The Church of the Good Shepherd is an Anglican church on Dyke Road on the border of Brighton and Hove, constituent parts of the English city of Brighton and Hove. Although just inside Brighton, most of the parish is within the boundaries of Hove, and the official name of the parish reflects the fact that it was originally part of the large ecclesiastical parish of Preston—a village north of Brighton. The building, designed by Edward Prioleau Warren in a simple Gothic style in the 1920s, has been given Grade II listed status in view of its architectural importance.

==History==
Preston, a village approximately 1.5 mi north of the centre of Brighton, had its own ecclesiastical parish until 1531. In that year, the parish was united with that of Hove, which was then a similar-sized village to the southwest, to form the joint benefice of Hove-cum-Preston. In 1879 the parishes were separated again. By this time, residential development along Dyke Road—historically one of the main routes into Brighton from the north, and turnpiked since 1777—was nearly complete. The boundary between Brighton and Hove was aligned along the west side of the road in 1873, but this did not affect the parish of Preston.

Prebendary Gerald Henry Moor became vicar of the newly separate parish in 1905. Known for his cricketing skills earlier in his life, he held the position for 11 years until his death on 31 May 1916. His widow, Alice, decided to fund the construction of a church in his memory in part of the parish where there were no nearby Anglican places of worship. A temporary iron church was built on the east side of Dyke Road soon afterwards, and in December 1919 a committee was formed to inspect the plans submitted by architect Edward Warren. Alice Moor laid the foundation stone in 1920, and building work started on 2 July 1921; local firm Packham, Sons and Palmer were employed to execute Warren's design. The Bishop of Chichester, Winfrid Oldfield Burrows, consecrated the building on 31 May 1922.

The church became parished on 13 October 1922. The new parish was formed from the section of Preston parish west of the Brighton Main Line, previously within the jurisdiction of St John the Evangelist's Church, and part of the parish of St Luke's Church on Old Shoreham Road. The population of the area was about 4,000. The east end of the church (the rear of the building) was extended in 1927. The same building firm was used again, and they added a chancel, vestry, Lady chapel and one extra bay on the nave. A square tower was also added at the front (west end), and the church was dedicated in its new form on 23 June 1927. A new church hall was built in 1936 to replace the former iron church, which had latterly been used as a church hall.

==Architecture==
Edward Warren's design for the Church of the Good Shepherd was simple Gothic. The exterior was built in mixed, mostly brown, brick with some concrete and stone facings. There is a mixture of lancet and wide dormer windows. The interior, consisting of a five-bay nave and chancel under a tiled roof, is wide and low beneath a wagon ceiling. There is a Lady chapel at the southeast corner, another chapel on the northeast side containing a memorial to casualties of the First World War, a vestry, porch and the tower, which contains bells and is topped by a battlemented parapet and a flèche. The west end, next to the tower, has a series of five lancet windows in a recessed pointed arch; above these is a statue depicting the Good Shepherd. The Lady chapel has stained glass, and the church's interior fittings include a reredos.

==The church today==
The Church of the Good Shepherd was listed at Grade II by English Heritage on 26 August 1999. It is one of 1,124 Grade II-listed buildings and structures, and 1,218 listed buildings of all grades, in the city of Brighton and Hove.

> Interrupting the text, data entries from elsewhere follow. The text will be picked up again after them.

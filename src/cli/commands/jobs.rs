//! Scheduled job handlers

use anyhow::Context;
use serde_json::Value;

use crate::cli::JobCommands;
use crate::models::{JobCreate, JobUpdate, ScheduledJob, format_datetime};
use crate::state::AppState;

fn parse_parameters(raw: &str) -> anyhow::Result<Value> {
    let value: Value =
        serde_json::from_str(raw).with_context(|| format!("Parameters are not valid JSON: {raw}"))?;
    if !value.is_object() {
        anyhow::bail!("Parameters must be a JSON object");
    }
    Ok(value)
}

pub async fn cmd_jobs(state: &AppState, command: JobCommands) -> anyhow::Result<()> {
    let store = state.task_store();
    match command {
        JobCommands::List => {
            let jobs = store.fetch_jobs().await.context("Failed to list jobs")?;
            print_jobs(&jobs);
        }
        JobCommands::Create {
            job_id,
            name,
            cron,
            parameters,
            description,
            disabled,
        } => {
            let request = JobCreate {
                job_id,
                name,
                cron_expression: cron,
                parameters: parse_parameters(&parameters)?,
                enabled: Some(!disabled),
                description,
            };
            let job = store
                .create_job(&request)
                .await
                .context("Failed to create job")?;
            println!("Created job {} ({})", job.job_id, job.cron_expression);
        }
        JobCommands::Update {
            job_id,
            name,
            cron,
            parameters,
            description,
            enabled,
        } => {
            let update = JobUpdate {
                name,
                cron_expression: cron,
                parameters: parameters.as_deref().map(parse_parameters).transpose()?,
                enabled,
                description,
            };
            if update.is_empty() {
                println!("Nothing to update.");
                return Ok(());
            }
            let job = store
                .update_job(&job_id, &update)
                .await
                .with_context(|| format!("Failed to update job {job_id}"))?;
            println!("Updated job {}", job.job_id);
        }
        JobCommands::Delete { job_id } => {
            store
                .delete_job(&job_id)
                .await
                .with_context(|| format!("Failed to delete job {job_id}"))?;
            println!("Deleted job {job_id}");
        }
        JobCommands::Toggle { job_id } => {
            let job = store
                .toggle_job(&job_id)
                .await
                .with_context(|| format!("Failed to toggle job {job_id}"))?;
            let state = if job.enabled { "enabled" } else { "disabled" };
            println!("Job {} is now {state}", job.job_id);
        }
    }
    Ok(())
}

fn print_jobs(jobs: &[ScheduledJob]) {
    if jobs.is_empty() {
        println!("No scheduled jobs.");
        return;
    }

    println!("Scheduled Jobs ({} total)", jobs.len());
    println!("{:-<70}", "");
    for job in jobs {
        let indicator = if job.enabled { "🟢" } else { "⏸" };
        println!("{indicator} {} [{}]", job.name, job.job_id);
        println!("  Cron: {} | Parameters: {}", job.cron_expression, job.parameters);
        if let Some(description) = job.description.as_deref().filter(|d| !d.is_empty()) {
            println!("  {description}");
        }
        println!("  Updated: {}", format_datetime(job.updated_at.as_deref()));
    }
}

There are three services every Sunday, including Evensong, and either two or three prayer services or Eucharistic services on other days of the week. Taizé-style services take place several times a year.

The extent of the parish is the same as when it was defined in 1922. Its boundaries are the railway line between Preston Park station and Dyke Road Drive; Highcroft Villas; Dyke Road; Old Shoreham Road; Hove Park; Goldstone Crescent; Woodland Drive; Tredcroft Road; and Tivoli Crescent North.